Your reply should be one number: how many lines of the records below contain the string "heading".
# # #
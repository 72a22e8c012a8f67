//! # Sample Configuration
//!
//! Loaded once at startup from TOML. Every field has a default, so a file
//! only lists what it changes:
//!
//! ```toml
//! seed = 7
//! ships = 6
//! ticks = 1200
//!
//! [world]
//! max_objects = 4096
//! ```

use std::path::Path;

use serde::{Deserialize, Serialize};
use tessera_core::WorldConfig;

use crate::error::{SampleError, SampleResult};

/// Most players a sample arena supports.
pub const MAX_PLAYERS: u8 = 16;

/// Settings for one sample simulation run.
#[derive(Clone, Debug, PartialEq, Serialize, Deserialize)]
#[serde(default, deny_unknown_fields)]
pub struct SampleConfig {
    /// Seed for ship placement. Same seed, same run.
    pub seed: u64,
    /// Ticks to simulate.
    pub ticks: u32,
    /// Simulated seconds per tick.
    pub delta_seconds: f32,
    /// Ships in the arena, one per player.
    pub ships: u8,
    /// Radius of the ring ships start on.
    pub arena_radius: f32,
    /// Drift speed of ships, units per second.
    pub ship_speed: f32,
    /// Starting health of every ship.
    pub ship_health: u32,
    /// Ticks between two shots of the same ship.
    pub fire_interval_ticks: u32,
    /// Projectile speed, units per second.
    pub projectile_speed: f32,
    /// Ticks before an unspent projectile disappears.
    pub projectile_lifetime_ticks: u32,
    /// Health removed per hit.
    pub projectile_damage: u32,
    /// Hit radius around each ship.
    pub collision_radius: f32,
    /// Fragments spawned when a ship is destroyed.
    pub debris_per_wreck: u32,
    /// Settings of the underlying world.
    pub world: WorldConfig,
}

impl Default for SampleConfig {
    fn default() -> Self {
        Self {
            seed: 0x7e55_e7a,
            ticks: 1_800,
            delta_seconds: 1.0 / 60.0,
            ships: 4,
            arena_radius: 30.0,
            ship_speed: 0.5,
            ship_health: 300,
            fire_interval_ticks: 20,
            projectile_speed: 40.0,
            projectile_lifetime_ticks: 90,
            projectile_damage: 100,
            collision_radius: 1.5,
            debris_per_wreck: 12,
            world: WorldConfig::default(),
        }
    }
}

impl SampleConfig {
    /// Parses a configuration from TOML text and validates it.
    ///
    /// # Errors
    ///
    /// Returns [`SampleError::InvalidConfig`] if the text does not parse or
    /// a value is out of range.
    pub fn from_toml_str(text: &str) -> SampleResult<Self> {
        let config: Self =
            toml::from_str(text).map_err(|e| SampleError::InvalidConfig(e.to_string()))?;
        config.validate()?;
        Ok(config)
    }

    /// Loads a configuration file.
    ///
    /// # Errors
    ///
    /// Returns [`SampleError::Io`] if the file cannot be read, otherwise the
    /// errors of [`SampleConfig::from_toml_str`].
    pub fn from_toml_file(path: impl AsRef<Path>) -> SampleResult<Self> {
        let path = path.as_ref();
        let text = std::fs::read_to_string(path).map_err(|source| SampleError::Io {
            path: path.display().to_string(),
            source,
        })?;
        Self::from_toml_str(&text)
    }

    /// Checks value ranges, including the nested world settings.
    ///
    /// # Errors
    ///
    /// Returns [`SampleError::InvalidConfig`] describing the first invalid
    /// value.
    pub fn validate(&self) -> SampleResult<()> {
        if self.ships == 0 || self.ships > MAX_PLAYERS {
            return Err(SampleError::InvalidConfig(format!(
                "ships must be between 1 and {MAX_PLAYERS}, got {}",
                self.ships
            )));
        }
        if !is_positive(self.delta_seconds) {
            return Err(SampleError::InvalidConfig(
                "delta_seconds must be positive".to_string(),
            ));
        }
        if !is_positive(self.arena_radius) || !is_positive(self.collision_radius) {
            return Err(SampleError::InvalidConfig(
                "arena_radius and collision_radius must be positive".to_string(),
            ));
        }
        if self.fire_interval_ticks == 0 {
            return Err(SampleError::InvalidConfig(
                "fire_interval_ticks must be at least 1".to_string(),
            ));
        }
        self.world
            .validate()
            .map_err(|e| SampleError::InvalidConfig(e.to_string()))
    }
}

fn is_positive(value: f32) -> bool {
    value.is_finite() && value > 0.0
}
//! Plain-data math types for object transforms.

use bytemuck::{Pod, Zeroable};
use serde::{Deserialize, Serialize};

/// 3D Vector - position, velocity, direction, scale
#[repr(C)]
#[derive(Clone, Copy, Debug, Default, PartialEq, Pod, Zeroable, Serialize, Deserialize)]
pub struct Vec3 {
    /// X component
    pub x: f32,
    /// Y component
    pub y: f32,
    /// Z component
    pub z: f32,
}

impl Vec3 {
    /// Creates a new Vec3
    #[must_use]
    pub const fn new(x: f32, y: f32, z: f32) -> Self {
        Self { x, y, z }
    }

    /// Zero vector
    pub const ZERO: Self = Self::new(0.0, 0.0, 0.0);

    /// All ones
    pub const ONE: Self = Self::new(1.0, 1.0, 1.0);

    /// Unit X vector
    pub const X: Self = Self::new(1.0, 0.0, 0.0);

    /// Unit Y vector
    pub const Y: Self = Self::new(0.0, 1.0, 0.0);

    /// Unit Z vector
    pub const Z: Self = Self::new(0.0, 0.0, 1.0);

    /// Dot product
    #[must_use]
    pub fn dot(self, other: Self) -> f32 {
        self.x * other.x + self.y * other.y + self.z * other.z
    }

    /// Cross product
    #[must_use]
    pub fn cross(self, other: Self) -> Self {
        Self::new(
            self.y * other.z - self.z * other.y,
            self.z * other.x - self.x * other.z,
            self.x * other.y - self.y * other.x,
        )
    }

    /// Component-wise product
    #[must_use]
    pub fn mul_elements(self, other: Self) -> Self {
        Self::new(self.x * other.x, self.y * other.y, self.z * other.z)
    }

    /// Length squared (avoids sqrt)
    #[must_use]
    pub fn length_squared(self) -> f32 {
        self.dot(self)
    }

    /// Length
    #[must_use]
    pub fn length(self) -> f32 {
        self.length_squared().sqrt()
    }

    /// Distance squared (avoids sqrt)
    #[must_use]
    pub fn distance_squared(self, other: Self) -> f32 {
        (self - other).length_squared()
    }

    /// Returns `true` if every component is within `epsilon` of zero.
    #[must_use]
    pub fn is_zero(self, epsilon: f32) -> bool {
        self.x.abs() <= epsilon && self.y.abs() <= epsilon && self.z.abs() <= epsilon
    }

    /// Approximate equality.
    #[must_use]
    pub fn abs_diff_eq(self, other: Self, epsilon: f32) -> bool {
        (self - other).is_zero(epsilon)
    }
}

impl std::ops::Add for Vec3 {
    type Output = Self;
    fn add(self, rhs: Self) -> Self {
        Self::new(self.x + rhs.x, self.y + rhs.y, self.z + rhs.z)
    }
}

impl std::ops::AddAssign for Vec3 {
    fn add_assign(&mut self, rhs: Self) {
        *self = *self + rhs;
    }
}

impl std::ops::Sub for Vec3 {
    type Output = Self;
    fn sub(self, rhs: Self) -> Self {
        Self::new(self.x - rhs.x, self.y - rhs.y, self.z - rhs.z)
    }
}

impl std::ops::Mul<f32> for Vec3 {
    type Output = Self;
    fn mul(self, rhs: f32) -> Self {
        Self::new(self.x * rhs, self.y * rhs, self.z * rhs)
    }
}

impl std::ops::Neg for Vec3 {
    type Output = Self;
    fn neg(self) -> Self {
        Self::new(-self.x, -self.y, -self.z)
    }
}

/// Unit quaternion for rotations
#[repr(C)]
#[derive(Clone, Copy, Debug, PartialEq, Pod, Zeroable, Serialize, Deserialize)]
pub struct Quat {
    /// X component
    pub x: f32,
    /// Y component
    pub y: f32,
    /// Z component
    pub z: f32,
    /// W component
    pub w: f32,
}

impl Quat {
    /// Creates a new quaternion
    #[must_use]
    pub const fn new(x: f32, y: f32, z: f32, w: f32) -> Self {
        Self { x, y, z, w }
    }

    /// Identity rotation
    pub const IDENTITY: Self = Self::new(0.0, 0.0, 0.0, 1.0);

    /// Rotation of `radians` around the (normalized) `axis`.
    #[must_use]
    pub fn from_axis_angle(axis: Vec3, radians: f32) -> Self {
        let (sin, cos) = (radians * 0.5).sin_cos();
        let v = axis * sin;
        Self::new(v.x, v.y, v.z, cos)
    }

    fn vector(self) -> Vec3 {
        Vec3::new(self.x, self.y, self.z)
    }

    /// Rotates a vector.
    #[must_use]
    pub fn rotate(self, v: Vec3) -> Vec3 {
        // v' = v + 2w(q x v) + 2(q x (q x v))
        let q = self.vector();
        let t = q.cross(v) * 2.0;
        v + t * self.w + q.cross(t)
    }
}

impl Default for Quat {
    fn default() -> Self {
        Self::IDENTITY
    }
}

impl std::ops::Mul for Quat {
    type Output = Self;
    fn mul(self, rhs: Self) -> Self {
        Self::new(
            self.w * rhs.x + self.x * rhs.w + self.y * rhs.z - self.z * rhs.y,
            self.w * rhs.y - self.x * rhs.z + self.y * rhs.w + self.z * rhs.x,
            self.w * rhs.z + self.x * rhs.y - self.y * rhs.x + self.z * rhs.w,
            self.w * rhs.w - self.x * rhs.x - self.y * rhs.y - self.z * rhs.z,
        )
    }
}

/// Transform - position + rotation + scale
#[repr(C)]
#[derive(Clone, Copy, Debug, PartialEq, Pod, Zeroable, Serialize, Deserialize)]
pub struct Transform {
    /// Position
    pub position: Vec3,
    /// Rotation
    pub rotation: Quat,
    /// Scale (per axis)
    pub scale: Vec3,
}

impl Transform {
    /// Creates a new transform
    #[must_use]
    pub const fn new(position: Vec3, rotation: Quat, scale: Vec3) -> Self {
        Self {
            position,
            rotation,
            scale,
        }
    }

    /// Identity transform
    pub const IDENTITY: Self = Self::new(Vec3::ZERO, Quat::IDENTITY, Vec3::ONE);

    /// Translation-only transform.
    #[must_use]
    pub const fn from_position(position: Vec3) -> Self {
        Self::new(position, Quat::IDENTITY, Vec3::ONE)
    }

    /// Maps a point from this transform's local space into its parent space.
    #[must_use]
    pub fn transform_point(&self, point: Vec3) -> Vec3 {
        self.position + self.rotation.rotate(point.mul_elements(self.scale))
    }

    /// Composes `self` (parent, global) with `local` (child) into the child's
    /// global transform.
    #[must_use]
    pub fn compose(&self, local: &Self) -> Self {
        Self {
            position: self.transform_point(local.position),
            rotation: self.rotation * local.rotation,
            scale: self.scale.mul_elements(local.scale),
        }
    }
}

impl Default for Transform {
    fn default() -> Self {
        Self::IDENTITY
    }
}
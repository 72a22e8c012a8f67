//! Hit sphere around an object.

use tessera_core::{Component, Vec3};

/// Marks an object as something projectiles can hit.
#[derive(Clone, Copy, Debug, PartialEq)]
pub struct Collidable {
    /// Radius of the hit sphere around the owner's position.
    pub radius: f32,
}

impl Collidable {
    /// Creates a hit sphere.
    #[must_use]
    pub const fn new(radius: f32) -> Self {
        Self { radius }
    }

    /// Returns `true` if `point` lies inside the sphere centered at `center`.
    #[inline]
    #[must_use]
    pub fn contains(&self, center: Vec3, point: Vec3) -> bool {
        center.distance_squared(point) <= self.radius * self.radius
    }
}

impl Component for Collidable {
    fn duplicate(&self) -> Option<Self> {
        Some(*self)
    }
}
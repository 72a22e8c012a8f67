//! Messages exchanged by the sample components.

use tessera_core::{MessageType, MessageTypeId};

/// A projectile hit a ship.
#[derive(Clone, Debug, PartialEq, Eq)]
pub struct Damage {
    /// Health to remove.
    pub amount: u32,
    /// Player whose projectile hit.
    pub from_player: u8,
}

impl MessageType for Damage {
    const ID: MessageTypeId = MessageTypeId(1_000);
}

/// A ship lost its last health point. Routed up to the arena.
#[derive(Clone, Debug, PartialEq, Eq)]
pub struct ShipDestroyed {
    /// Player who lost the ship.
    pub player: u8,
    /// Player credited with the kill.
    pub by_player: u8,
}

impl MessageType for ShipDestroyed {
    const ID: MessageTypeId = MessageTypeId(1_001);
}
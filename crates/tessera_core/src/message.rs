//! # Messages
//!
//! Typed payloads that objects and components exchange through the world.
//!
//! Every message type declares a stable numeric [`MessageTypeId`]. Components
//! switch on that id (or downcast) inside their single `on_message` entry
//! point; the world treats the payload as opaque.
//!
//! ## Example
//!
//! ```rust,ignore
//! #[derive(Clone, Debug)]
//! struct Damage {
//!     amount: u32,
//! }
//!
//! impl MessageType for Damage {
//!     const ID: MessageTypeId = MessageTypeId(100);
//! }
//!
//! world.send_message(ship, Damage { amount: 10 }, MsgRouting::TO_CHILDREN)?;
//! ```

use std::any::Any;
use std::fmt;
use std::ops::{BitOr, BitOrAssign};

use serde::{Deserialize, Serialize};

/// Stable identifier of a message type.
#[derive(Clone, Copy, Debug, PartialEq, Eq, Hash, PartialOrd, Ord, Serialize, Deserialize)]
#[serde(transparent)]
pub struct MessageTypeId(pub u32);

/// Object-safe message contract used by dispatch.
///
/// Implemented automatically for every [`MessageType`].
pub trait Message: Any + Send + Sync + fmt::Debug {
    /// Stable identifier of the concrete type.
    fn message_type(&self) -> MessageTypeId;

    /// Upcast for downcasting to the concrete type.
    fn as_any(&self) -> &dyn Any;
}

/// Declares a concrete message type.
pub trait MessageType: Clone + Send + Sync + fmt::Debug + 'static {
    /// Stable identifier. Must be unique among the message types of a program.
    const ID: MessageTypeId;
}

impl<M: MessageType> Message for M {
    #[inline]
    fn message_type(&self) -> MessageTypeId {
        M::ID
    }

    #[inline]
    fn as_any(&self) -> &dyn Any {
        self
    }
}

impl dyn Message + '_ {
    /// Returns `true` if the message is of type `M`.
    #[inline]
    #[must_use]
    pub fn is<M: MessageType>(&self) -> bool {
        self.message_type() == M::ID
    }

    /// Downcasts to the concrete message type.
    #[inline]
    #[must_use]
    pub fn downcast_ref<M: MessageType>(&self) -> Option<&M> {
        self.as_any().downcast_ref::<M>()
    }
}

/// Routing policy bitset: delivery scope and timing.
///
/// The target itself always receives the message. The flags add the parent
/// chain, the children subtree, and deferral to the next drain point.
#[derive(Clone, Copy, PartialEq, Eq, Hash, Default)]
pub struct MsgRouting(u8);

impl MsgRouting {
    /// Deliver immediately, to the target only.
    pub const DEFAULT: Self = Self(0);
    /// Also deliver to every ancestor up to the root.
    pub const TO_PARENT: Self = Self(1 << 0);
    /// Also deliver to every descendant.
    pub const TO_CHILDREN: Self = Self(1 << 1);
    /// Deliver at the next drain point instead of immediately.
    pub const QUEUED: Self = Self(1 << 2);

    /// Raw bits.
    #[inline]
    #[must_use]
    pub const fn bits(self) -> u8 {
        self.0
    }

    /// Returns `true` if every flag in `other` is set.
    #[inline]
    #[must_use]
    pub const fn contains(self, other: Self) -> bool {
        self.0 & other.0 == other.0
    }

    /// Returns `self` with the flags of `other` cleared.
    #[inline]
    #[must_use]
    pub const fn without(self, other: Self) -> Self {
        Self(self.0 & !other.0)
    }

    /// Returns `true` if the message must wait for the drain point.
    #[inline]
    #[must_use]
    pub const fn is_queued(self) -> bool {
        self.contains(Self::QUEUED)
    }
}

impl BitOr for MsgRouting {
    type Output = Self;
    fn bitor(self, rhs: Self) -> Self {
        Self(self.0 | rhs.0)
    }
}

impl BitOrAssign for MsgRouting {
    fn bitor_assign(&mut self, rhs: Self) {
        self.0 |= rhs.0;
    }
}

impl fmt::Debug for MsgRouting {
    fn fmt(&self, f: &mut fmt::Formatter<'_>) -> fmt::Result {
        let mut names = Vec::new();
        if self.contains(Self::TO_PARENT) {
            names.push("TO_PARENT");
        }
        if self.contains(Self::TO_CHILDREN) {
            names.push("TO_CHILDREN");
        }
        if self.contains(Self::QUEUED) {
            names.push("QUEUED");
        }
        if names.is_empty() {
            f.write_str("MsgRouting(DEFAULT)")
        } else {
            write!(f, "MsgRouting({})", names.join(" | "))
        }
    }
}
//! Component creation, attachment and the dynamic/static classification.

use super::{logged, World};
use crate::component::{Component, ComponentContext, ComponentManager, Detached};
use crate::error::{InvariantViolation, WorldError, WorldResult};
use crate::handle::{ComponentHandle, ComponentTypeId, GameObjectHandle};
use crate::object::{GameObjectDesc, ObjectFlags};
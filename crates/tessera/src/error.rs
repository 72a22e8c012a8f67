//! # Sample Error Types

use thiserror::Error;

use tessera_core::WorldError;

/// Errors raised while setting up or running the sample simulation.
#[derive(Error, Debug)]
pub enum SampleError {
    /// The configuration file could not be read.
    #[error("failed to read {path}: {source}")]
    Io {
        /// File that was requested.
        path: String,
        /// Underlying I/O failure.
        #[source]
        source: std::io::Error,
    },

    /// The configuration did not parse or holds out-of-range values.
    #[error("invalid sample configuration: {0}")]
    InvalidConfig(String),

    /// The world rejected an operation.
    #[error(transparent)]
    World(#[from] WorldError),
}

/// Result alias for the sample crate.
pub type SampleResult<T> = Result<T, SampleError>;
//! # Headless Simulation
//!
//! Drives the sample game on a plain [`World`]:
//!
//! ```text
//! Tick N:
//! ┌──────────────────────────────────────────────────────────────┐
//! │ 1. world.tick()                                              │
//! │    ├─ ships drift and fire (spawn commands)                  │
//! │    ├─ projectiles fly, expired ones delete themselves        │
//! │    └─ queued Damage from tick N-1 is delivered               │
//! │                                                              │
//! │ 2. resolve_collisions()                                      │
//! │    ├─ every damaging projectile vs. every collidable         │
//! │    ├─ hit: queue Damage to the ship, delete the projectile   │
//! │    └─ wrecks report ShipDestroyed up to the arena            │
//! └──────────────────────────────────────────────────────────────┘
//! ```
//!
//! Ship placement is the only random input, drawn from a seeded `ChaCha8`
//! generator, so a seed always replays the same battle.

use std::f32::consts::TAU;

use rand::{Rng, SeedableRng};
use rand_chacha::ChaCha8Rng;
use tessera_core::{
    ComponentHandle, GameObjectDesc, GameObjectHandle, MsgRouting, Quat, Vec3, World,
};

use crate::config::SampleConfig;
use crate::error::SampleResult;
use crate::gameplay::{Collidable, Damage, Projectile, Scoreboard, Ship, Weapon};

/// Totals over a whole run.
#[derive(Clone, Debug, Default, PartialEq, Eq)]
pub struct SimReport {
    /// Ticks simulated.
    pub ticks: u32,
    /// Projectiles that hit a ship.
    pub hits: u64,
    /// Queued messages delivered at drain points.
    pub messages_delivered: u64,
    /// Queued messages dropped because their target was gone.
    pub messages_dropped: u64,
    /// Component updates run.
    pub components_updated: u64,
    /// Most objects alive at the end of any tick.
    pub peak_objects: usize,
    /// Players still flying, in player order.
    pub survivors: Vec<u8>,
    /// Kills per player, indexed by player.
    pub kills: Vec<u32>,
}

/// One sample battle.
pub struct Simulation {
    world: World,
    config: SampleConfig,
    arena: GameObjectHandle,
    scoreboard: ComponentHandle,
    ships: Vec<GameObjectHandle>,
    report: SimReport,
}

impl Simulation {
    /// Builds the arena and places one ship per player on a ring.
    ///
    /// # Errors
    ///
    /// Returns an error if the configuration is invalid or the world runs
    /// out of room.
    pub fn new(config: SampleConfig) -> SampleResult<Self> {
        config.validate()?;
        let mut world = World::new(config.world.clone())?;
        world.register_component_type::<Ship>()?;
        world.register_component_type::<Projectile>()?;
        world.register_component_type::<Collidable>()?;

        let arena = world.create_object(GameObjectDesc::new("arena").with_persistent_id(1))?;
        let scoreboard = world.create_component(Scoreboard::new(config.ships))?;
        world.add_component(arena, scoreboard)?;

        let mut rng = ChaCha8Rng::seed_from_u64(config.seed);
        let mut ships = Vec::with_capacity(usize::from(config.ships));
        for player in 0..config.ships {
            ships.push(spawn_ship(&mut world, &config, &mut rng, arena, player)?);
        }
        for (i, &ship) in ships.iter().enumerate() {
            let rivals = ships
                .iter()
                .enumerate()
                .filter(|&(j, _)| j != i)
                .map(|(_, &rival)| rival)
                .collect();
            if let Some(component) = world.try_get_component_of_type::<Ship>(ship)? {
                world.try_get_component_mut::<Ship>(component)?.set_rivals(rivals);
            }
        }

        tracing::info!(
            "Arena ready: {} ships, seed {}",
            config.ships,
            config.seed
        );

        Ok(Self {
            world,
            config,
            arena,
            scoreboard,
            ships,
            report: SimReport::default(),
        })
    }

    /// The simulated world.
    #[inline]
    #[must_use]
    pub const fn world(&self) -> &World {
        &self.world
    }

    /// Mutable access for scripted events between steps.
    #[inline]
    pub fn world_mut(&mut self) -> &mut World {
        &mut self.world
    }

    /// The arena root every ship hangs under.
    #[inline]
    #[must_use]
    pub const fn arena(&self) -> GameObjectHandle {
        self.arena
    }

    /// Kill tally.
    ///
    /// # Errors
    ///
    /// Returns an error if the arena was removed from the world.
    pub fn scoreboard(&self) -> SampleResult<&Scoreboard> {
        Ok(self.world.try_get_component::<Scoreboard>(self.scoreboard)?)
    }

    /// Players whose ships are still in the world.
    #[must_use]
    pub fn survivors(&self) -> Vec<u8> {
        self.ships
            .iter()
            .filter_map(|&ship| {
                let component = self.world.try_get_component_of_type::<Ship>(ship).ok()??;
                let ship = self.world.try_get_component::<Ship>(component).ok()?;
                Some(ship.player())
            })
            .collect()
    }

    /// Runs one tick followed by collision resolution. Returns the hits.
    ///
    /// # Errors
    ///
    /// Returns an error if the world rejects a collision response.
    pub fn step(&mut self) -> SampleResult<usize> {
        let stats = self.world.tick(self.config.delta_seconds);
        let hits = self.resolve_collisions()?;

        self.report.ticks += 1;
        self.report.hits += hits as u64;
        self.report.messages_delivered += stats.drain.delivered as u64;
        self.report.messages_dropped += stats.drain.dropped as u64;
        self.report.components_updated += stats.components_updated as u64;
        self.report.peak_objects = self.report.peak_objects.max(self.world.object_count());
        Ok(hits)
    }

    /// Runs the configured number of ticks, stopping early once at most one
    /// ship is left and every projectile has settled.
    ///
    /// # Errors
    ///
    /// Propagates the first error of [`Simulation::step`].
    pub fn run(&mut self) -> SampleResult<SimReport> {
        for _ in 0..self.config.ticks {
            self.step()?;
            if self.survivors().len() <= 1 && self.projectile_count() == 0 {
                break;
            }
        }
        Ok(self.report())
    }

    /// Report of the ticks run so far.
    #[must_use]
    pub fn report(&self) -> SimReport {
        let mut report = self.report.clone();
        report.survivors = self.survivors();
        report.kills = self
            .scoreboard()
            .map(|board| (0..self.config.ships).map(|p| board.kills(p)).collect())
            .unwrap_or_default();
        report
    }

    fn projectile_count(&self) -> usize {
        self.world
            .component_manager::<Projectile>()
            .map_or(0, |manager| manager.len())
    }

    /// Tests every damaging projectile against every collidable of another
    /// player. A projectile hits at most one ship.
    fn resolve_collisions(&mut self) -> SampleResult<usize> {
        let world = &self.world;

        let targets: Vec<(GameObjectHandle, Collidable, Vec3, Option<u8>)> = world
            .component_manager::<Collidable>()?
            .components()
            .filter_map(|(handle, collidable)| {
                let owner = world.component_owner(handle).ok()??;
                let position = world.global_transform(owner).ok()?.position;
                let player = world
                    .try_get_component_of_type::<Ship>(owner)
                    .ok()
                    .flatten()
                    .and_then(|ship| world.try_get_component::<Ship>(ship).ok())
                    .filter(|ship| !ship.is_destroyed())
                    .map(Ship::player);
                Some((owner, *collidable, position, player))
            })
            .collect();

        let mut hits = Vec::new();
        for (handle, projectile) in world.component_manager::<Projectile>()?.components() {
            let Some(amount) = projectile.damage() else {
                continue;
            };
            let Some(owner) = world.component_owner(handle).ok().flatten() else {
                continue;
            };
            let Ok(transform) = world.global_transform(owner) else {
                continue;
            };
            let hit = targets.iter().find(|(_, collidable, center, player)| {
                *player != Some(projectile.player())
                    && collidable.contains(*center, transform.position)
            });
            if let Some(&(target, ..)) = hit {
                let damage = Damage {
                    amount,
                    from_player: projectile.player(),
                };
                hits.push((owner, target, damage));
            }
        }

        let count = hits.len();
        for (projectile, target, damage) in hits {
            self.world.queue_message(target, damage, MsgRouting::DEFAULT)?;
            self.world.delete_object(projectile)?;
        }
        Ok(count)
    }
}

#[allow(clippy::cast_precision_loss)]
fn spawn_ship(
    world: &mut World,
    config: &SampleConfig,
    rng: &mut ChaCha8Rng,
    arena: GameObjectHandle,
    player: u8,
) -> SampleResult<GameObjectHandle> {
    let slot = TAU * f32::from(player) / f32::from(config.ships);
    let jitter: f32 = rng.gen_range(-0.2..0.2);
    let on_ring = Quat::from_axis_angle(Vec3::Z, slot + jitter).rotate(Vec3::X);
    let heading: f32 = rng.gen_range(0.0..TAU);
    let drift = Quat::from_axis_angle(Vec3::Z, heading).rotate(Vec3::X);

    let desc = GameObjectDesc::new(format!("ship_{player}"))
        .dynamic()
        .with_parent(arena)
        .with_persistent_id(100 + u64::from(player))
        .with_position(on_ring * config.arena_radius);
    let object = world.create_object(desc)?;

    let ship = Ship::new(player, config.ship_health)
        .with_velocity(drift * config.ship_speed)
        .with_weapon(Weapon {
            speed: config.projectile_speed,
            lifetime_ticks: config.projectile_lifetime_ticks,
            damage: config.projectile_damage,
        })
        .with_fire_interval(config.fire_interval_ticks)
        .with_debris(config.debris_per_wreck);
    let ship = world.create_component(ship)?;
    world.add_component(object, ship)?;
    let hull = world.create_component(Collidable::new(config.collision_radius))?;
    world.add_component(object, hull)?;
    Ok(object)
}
# # #
Problem solution
2